Federal investigators believe that on Jan. 29, 1998, Eric Rudolph stood behind a tree in Birmingham, held a model airplane radio controller as he watched Officer Robert Sanderson step to a certain spot at a nearby women's clinic where abortions were performed and then used the remote to set off a powerful hidden bomb. Sanderson was killed.

A few seconds later, a college student at the University of Alabama in Birmingham noticed that while people were running toward the bombing scene, one man was walking away who later took off and threw away a wig. The student got his license number. That led to a pickup truck and a name — Eric Robert Rudolph. From there, the federal Bureau of Alcohol, Tobacco and Firearms, the FBI and state authorities began carefully building their case.

"I think the government's case was an overwhelming case," says former ATF official Jack Killorin. "And I think by his actions today, Eric Rudolph indicated that he agrees with that."

Among the strong points — the wig. A similar one was found in Rudolph's trailer. So were traces of dynamite all over the inside, even on the bed sheet.

Metal plates used in Rudolph's three Atlanta bombings matched the composition of steel plates made from a single plant and sold by a company in North Carolina, where a friend of Rudolph's worked.

RUDOLPH
**FILE** Serial bombing suspect Eric Rudolph is led to a police car after a hearing at a federal courthouse Tuesday, June 22, 2004, in Huntsville, Ala. (AP Photo/Haraz Ghanbari, File)Haraz Ghanbari / AP

Agents also found a peculiar kind of masonry nail in a storage locker Rudolph rented. Investigators focused on tool marks left by the manufacturer on those nails. They matched marks on nails made from the same production run that were found in the bombs planted January 16, 1997, at an Atlanta abortion clinic.

Another key — the gunpowder used in the Olympic bombing. A dealer remembered selling it to Rudolph and later said it was Rudolph's voice on a 911 emergency call placed just before that bomb went off.

Agents also discovered that Rudolph bought two hose clamps from a Wal-Mart in Murphy, N.C. Pieces of an identical kind of clamp were found in the body of Officer Sanderson in Birmingham.

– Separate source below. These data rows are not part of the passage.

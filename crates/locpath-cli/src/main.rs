use locpath_core::logging;

mod cli;

use crate::cli::CliCommand;

fn main() {
    // Initialize logging as early as possible; fall back to stderr if the state dir is unusable.
    if let Err(err) = logging::init_logging() {
        logging::init_logging_stderr();
        tracing::warn!("file logging unavailable: {:#}", err);
    }

    if let Err(err) = CliCommand::run_from_args() {
        eprintln!("locpath error: {:#}", err);
        std::process::exit(1);
    }
}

"His objective from the beginning was mass murder, and his tools were vicious bombs," says the ATF agent-in-charge of the case, Jim Cavanaugh.

Why did Rudolph do it? Investigators believe his main target was the government.

April 19, 1993, was the day of the deadly federal siege at Waco, Texas. That very date — 4-19-93 — shows up in the "Army of God" letters Rudolph wrote. U.S. postal inspectors say the stamps used to send those letters went on sale the same day as the conflagration at Waco, indicating Rudolph may have begun his planning then.

A further sign of government hatred: Rudolph hid a fully functioning bomb across the street from the North Carolina building that housed the investigators looking for him. Agents found and detonated it late last week.

In a written statement released Wednesday, Rudolph said he bombed the Olympics to "embarass the Washington government in the eyes of the world" for sanctioning abortion.

Rudolph will be sentenced in July. He'll serve a life sentence, in a prison run by the government he hated.